Segment Start: Data records

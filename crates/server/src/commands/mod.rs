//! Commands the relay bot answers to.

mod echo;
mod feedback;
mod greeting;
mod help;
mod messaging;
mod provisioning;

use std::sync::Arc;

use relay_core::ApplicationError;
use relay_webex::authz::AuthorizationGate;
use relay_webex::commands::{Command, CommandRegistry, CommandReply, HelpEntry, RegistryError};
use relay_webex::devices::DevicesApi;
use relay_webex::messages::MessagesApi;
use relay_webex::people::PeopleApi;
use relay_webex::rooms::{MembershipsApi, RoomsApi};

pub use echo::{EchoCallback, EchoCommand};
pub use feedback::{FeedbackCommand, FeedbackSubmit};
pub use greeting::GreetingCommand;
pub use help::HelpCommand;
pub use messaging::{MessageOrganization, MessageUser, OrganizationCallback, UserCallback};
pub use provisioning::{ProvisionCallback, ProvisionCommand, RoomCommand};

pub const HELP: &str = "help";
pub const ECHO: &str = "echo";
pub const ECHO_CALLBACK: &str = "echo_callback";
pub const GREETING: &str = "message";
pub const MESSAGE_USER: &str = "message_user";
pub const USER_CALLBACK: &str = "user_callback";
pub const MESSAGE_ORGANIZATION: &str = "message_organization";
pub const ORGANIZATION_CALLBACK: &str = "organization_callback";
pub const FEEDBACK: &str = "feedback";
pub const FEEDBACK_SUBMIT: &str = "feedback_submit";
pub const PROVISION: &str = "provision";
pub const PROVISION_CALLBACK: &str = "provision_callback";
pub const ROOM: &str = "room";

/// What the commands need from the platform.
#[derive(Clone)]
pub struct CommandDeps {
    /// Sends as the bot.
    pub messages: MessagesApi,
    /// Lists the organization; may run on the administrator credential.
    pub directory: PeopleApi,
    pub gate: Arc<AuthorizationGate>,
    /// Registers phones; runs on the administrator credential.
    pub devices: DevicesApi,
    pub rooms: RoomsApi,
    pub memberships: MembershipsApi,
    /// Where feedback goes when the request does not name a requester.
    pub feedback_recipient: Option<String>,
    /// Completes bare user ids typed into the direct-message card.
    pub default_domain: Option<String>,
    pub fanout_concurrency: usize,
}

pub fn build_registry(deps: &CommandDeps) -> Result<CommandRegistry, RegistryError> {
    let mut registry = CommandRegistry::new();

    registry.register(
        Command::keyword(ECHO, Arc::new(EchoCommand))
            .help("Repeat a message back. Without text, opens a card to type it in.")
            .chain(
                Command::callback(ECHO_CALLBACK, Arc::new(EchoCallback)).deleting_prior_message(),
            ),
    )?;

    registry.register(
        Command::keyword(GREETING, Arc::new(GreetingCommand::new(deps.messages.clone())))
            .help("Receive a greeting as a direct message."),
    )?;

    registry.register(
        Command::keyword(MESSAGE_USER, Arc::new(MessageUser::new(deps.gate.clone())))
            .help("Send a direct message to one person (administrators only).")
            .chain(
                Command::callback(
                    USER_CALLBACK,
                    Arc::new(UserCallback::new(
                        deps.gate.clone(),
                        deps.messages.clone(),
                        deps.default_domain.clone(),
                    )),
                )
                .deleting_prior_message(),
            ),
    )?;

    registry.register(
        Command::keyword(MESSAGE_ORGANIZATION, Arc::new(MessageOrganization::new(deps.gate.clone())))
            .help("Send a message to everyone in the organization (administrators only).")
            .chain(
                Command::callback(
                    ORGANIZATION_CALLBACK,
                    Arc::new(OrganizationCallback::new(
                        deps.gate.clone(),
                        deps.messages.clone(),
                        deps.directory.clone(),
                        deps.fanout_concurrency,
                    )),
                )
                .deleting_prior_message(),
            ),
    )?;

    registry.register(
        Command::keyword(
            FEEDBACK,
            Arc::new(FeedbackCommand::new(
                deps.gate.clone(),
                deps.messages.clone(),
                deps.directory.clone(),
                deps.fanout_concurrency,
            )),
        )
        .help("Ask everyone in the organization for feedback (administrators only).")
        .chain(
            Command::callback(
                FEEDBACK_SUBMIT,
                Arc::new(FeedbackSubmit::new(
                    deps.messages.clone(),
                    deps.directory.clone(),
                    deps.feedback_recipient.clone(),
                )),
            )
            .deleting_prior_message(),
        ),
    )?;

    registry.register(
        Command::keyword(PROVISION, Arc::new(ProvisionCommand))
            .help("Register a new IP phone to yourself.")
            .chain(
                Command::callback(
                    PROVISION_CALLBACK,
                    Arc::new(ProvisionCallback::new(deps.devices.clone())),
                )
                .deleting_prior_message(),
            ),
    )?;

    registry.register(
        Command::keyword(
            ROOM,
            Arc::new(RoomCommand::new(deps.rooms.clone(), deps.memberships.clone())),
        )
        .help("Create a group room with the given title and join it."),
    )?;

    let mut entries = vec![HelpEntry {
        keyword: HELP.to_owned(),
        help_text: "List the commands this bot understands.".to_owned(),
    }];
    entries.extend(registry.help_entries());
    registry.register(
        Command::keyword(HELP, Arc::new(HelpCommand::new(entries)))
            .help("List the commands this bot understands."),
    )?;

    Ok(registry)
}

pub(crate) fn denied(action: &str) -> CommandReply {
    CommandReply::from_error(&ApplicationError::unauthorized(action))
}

Segment End: Data records

▸ Work instructions
Every line from the data above that contains "ProvisionCallback" must appear in the answer.

▸ Answer section
pub use provisioning::{ProvisionCallback, ProvisionCommand, RoomCommand};
                    Arc::new(ProvisionCallback::new(deps.devices.clone())),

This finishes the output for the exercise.